President Dianne Harrison and Vice President of Student Affairs William Watkins spoke to fraternity and sorority members in a closed-door meeting on Friday afternoon to address the incidents of hazing that have plagued the community.
It has been two weeks since an alleged incident of hazing by the Pi Kappa Alpha Zeta Omicron fraternity at CSUN came to light, the first such incident to occur since the death of Armando Villa on July 1.
Villa died July 1 from dehydration and heat stroke in the Angeles National Forest while participating in a hiking fraternity ritual organized by the Pi Kappa Phi Zeta Mu chapter at CSUN.
Upon learning of the second incident, university officials ordered all CSUN fraternities and sororities on Oct. 23 to immediately cease all pledge activities.
According to students who attended the meeting, Harrison described Villa’s death as unacceptable, setting the tone for the meeting.
“I’m really glad that they held the meeting,” said Jasmyne Veil, a junior CSUN psychology major who attended the meeting. “I think it’s important to address the issue, considering how serious everything was.

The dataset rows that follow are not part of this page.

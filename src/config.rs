//! Configuration for the oximeter bot.

use serde::{Deserialize, Serialize};
use std::path::PathBuf;
use std::time::Duration;

/// Main configuration for the bot.
#[derive(Debug, Clone, Serialize, Deserialize)]
pub struct Config {
    /// Base URL of the oximeter sensor API
    pub sensor_base_url: String,

    /// Base URL of the chart rendering service
    pub chart_base_url: String,

    /// Telegram bot token; the `BOT_TOKEN` environment variable overrides it
    pub bot_token: Option<String>,

    /// Interval between live-monitoring polls
    #[serde(with = "duration_serde")]
    pub poll_interval: Duration,

    /// Maximum sample age still reported as a live reading
    #[serde(with = "duration_serde")]
    pub max_sample_age: Duration,

    /// Timeout for outbound HTTP requests
    #[serde(with = "duration_serde")]
    pub request_timeout: Duration,
}

impl Default for Config {
    fn default() -> Self {
        Self {
            sensor_base_url: "https://oximeter-api.herokuapp.com".to_string(),
            chart_base_url: "https://quickchart.io".to_string(),
            bot_token: None,
            poll_interval: Duration::from_secs(1),
            // Matches the sensor's own sampling cadence.
            max_sample_age: Duration::from_secs(5),
            request_timeout: Duration::from_secs(10),
        }
    }
}

impl Config {
    /// Load configuration from the default location.
    pub fn load() -> Result<Self, ConfigError> {
        let config_path = Self::config_path();

        if config_path.exists() {
            let content = std::fs::read_to_string(&config_path)
                .map_err(|e| ConfigError::IoError(e.to_string()))?;
            let config: Config = serde_json::from_str(&content)
                .map_err(|e| ConfigError::ParseError(e.to_string()))?;
            Ok(config)
        } else {
            Ok(Self::default())
        }
    }

    /// Save configuration to the default location.
    pub fn save(&self) -> Result<(), ConfigError> {
        let config_path = Self::config_path();

        if let Some(parent) = config_path.parent() {
            std::fs::create_dir_all(parent).map_err(|e| ConfigError::IoError(e.to_string()))?;
        }

        let content = serde_json::to_string_pretty(self)
            .map_err(|e| ConfigError::SerializeError(e.to_string()))?;

        std::fs::write(&config_path, content).map_err(|e| ConfigError::IoError(e.to_string()))?;

        Ok(())
    }

    /// Get the path to the configuration file.
    pub fn config_path() -> PathBuf {
        dirs::config_dir()
            .unwrap_or_else(|| PathBuf::from("."))
            .join("oximeter-bot")
            .join("config.json")
    }

    /// Resolve the bot token: environment variable first, then config file.
    pub fn resolve_token(&self) -> Option<String> {
        std::env::var("BOT_TOKEN")
            .ok()
            .filter(|t| !t.is_empty())
            .or_else(|| self.bot_token.clone())
    }
}

/// Configuration errors.
#[derive(Debug)]
pub enum ConfigError {
    IoError(String),
    ParseError(String),
    SerializeError(String),
}

impl std::fmt::Display for ConfigError {
    fn fmt(&self, f: &mut std::fmt::Formatter<'_>) -> std::fmt::Result {
        match self {
            ConfigError::IoError(e) => write!(f, "IO error: {e}"),
            ConfigError::ParseError(e) => write!(f, "Parse error: {e}"),
            ConfigError::SerializeError(e) => write!(f, "Serialize error: {e}"),
        }
    }
}

impl std::error::Error for ConfigError {}

/// Serde support for Duration.
mod duration_serde {
    use serde::{Deserialize, Deserializer, Serialize, Serializer};
    use std::time::Duration;

    pub fn serialize<S>(duration: &Duration, serializer: S) -> Result<S::Ok, S::Error>
    where
        S: Serializer,
    {
        duration.as_secs().serialize(serializer)
    }

    pub fn deserialize<'de, D>(deserializer: D) -> Result<Duration, D::Error>
    where
        D: Deserializer<'de>,
    {
        let secs = u64::deserialize(deserializer)?;
        Ok(Duration::from_secs(secs))
    }
}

There’s a lot of work that needs to be done within the individual organizations.”
While the two leaders did not address a specific organization within the greek community at Friday’s meeting, they did place the responsibility of proper conduct and leadership on all the fraternities and sororities.
“This is an opportunity for them to redefine their culture, to help dismantle the negative, bad reputation that the entire greek community has gained because of the actions of some who refuse to follow policy,” Harrison said.

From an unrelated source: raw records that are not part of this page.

//! Command dispatch and the bot's main loop.
//!
//! Inbound chat commands map to three core entry points: start polling, stop
//! polling, and request a chart. Date arguments are parsed and validated here,
//! so malformed selectors never reach the fetch or aggregation paths. Every
//! failure path ends in a descriptive chat message; nothing that goes wrong
//! inside a poll tick can silently terminate the subscriber's schedule.

use crate::chart::ChartClient;
use crate::config::Config;
use crate::core::{aggregate, evaluate, DateSelector, Freshness, Reading, Sample, SubscriberId};
use crate::scheduler::Scheduler;
use crate::sensor::{SensorClient, SensorError};
use crate::telegram::TelegramClient;
use crate::HELP_TEXT;
use chrono::Local;
use std::sync::Arc;
use std::time::Duration;

/// Reply to `/start`.
const GREETING: &str = "Hello! Send /help to see the available commands.";

/// Reply to an unrecognized command.
const UNKNOWN_COMMAND: &str = "Unknown command! Send /help to see the available commands.";

/// Reply to `/stop` when no poll task was active.
const NOT_MONITORING: &str = "No monitoring was active.";

/// Notice sent when the latest sample is stale.
const STALE_NOTICE: &str = "No recent data has been received from the oximeter!";

/// Reply when the historical window has no samples.
const NO_DATA: &str = "No readings were found for the requested period.";

/// Reply when fetching or rendering a chart fails.
const CHART_FAILED: &str = "Could not build the chart right now, please try again later.";

/// A parsed chat command.
#[derive(Debug, Clone, PartialEq)]
pub enum Command {
    /// `/start`: greeting
    Start,
    /// `/help`: command list
    Help,
    /// `/monitor`: begin receiving live readings
    Monitor,
    /// `/stop`: stop receiving live readings
    Stop,
    /// `/chart <day|month|year> <date>`: historical chart
    Chart(DateSelector),
}

/// Why a message did not produce a command.
#[derive(Debug, Clone, PartialEq)]
pub enum CommandError {
    /// The message is not a command at all; ignored silently.
    NotACommand,
    /// The command name is not recognized.
    Unknown,
    /// `/chart` was given a malformed granularity or date.
    InvalidSelector(String),
}

impl Command {
    /// Parse a chat message into a command.
    pub fn parse(text: &str) -> Result<Command, CommandError> {
        let mut parts = text.split_whitespace();
        let name = match parts.next() {
            Some(word) if word.starts_with('/') => word,
            _ => return Err(CommandError::NotACommand),
        };

        match name {
            "/start" => Ok(Command::Start),
            "/help" => Ok(Command::Help),
            "/monitor" => Ok(Command::Monitor),
            "/stop" => Ok(Command::Stop),
            "/chart" => {
                let (kind, date) = match (parts.next(), parts.next()) {
                    (Some(kind), Some(date)) => (kind, date),
                    _ => {
                        return Err(CommandError::InvalidSelector(
                            "usage: /chart day DD/MM/YYYY | month MM/YYYY | year YYYY".to_string(),
                        ))
                    }
                };
                DateSelector::parse(kind, date)
                    .map(Command::Chart)
                    .map_err(|e| CommandError::InvalidSelector(e.to_string()))
            }
            _ => Err(CommandError::Unknown),
        }
    }
}

/// The bot: external clients plus the subscription scheduler.
pub struct Bot {
    telegram: Arc<TelegramClient>,
    sensor: Arc<SensorClient>,
    chart: ChartClient,
    scheduler: Scheduler,
    poll_interval: Duration,
    max_sample_age: chrono::Duration,
}

impl Bot {
    /// Create a bot from configuration and a resolved token.
    pub fn new(config: &Config, token: &str) -> Self {
        Self {
            telegram: Arc::new(TelegramClient::new(token)),
            sensor: Arc::new(SensorClient::new(
                config.sensor_base_url.clone(),
                config.request_timeout,
            )),
            chart: ChartClient::new(config.chart_base_url.clone(), config.request_timeout),
            scheduler: Scheduler::new(),
            poll_interval: config.poll_interval,
            max_sample_age: chrono::Duration::seconds(config.max_sample_age.as_secs() as i64),
        }
    }

    /// Number of chats currently being monitored.
    pub fn active_subscriptions(&self) -> usize {
        self.scheduler.active_count()
    }

    /// Run the long-polling update loop until the future is dropped.
    pub async fn run(&self) -> anyhow::Result<()> {
        let mut offset = 0i64;

        loop {
            match self.telegram.get_updates(offset).await {
                Ok(updates) => {
                    for update in updates {
                        offset = offset.max(update.update_id + 1);

                        let Some(message) = update.message else { continue };
                        let Some(text) = message.text else { continue };
                        self.handle_message(SubscriberId(message.chat.id), &text)
                            .await;
                    }
                }
                Err(e) => {
                    tracing::warn!("getUpdates failed: {e}");
                    tokio::time::sleep(Duration::from_secs(3)).await;
                }
            }
        }
    }

    /// Dispatch one inbound message.
    pub async fn handle_message(&self, chat: SubscriberId, text: &str) {
        tracing::debug!(subscriber = %chat, "received message: {text}");

        match Command::parse(text) {
            Ok(Command::Start) => self.reply(chat, GREETING).await,
            Ok(Command::Help) => self.reply(chat, HELP_TEXT).await,
            Ok(Command::Monitor) => self.start_monitoring(chat),
            Ok(Command::Stop) => {
                if !self.scheduler.stop(chat) {
                    self.reply(chat, NOT_MONITORING).await;
                }
            }
            Ok(Command::Chart(selector)) => self.send_chart(chat, selector).await,
            Err(CommandError::NotACommand) => {}
            Err(CommandError::Unknown) => self.reply(chat, UNKNOWN_COMMAND).await,
            Err(CommandError::InvalidSelector(msg)) => self.reply(chat, &msg).await,
        }
    }

    /// Start (or restart) the recurring live poll for a chat.
    fn start_monitoring(&self, chat: SubscriberId) {
        let sensor = Arc::clone(&self.sensor);
        let telegram = Arc::clone(&self.telegram);
        let max_age = self.max_sample_age;

        self.scheduler.start(chat, self.poll_interval, move |id| {
            let sensor = Arc::clone(&sensor);
            let telegram = Arc::clone(&telegram);
            async move {
                let sample = sensor.latest_sample().await?;
                let now = Local::now().naive_local();

                let text = match evaluate(&sample, now, max_age) {
                    Freshness::Fresh(sample) => live_reading_text(&sample),
                    Freshness::Stale => STALE_NOTICE.to_string(),
                };

                telegram.send_message(id, &text).await?;
                Ok(())
            }
        });
    }

    /// Fetch, aggregate and deliver a historical chart.
    async fn send_chart(&self, chat: SubscriberId, selector: DateSelector) {
        let samples = match self.sensor.samples_for(&selector).await {
            Ok(samples) if !samples.is_empty() => samples,
            Ok(_) | Err(SensorError::NotFound) => {
                self.reply(chat, NO_DATA).await;
                return;
            }
            Err(e) => {
                tracing::warn!(subscriber = %chat, "historical fetch failed: {e}");
                self.reply(chat, CHART_FAILED).await;
                return;
            }
        };

        let readings: Vec<Reading> = samples.iter().flat_map(Sample::readings).collect();
        let series = aggregate(&readings, selector.granularity());

        let title = selector.to_string();
        match self.chart.render_line_chart(&title, &series).await {
            Ok(png) => {
                if let Err(e) = self.telegram.send_photo(chat, png, &title).await {
                    tracing::warn!(subscriber = %chat, "sendPhoto failed: {e}");
                }
            }
            Err(e) => {
                tracing::warn!(subscriber = %chat, "chart rendering failed: {e}");
                self.reply(chat, CHART_FAILED).await;
            }
        }
    }

    async fn reply(&self, chat: SubscriberId, text: &str) {
        if let Err(e) = self.telegram.send_message(chat, text).await {
            tracing::warn!(subscriber = %chat, "sendMessage failed: {e}");
        }
    }
}

/// Format a fresh sample as the live-reading payload.
fn live_reading_text(sample: &Sample) -> String {
    format!("\u{2764}\u{fe0f} {} bpm\n\u{1fac1} {}% SpO2", sample.bpm, sample.spo2)
}

#[cfg(test)]
mod tests {
    use super::*;
    use chrono::NaiveDate;

    #[test]
    fn test_parse_simple_commands() {
        assert_eq!(Command::parse("/start"), Ok(Command::Start));
        assert_eq!(Command::parse("/help"), Ok(Command::Help));
        assert_eq!(Command::parse("/monitor"), Ok(Command::Monitor));
        assert_eq!(Command::parse("/stop"), Ok(Command::Stop));
    }

    #[test]
    fn test_parse_chart_command() {
        assert_eq!(
            Command::parse("/chart day 21/02/2023"),
            Ok(Command::Chart(DateSelector::Day {
                day: 21,
                month: 2,
                year: 2023
            }))
        );
        assert_eq!(
            Command::parse("/chart year 2023"),
            Ok(Command::Chart(DateSelector::Year { year: 2023 }))
        );
    }

    #[test]
    fn test_parse_rejects_malformed_chart_arguments() {
        assert!(matches!(
            Command::parse("/chart"),
            Err(CommandError::InvalidSelector(_))
        ));
        assert!(matches!(
            Command::parse("/chart day"),
            Err(CommandError::InvalidSelector(_))
        ));
        assert!(matches!(
            Command::parse("/chart day 30/02/2023"),
            Err(CommandError::InvalidSelector(_))
        ));
        assert!(matches!(
            Command::parse("/chart week 2023"),
            Err(CommandError::InvalidSelector(_))
        ));
    }

    #[test]
    fn test_parse_unknown_and_non_commands() {
        assert_eq!(Command::parse("/dance"), Err(CommandError::Unknown));
        assert_eq!(Command::parse("hello there"), Err(CommandError::NotACommand));
        assert_eq!(Command::parse(""), Err(CommandError::NotACommand));
    }

    #[test]
    fn test_live_reading_text() {
        let sample = Sample {
            timestamp: NaiveDate::from_ymd_opt(2023, 2, 21)
                .unwrap()
                .and_hms_opt(10, 0, 0)
                .unwrap(),
            bpm: 72,
            spo2: 98,
        };

        let text = live_reading_text(&sample);
        assert!(text.contains("72 bpm"));
        assert!(text.contains("98% SpO2"));
    }
}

The president hopes that CSUN fraternity and sorority members will capitalize on the positive experiences their organizations can provide, and not have those experiences sullied by hazing or bullying.
Watkins would not comment on the specifics of the most recent hazing incident, citing the ongoing investigation. Watkins corroborated however that CSUN Department of Police Services and the CSUN Division of Student Affairs are investigating the latest case.
“Each of those offices are in the process right now of investigating, interviewing individuals,” he said. “We will determine whether or not there are charges that will be issued.”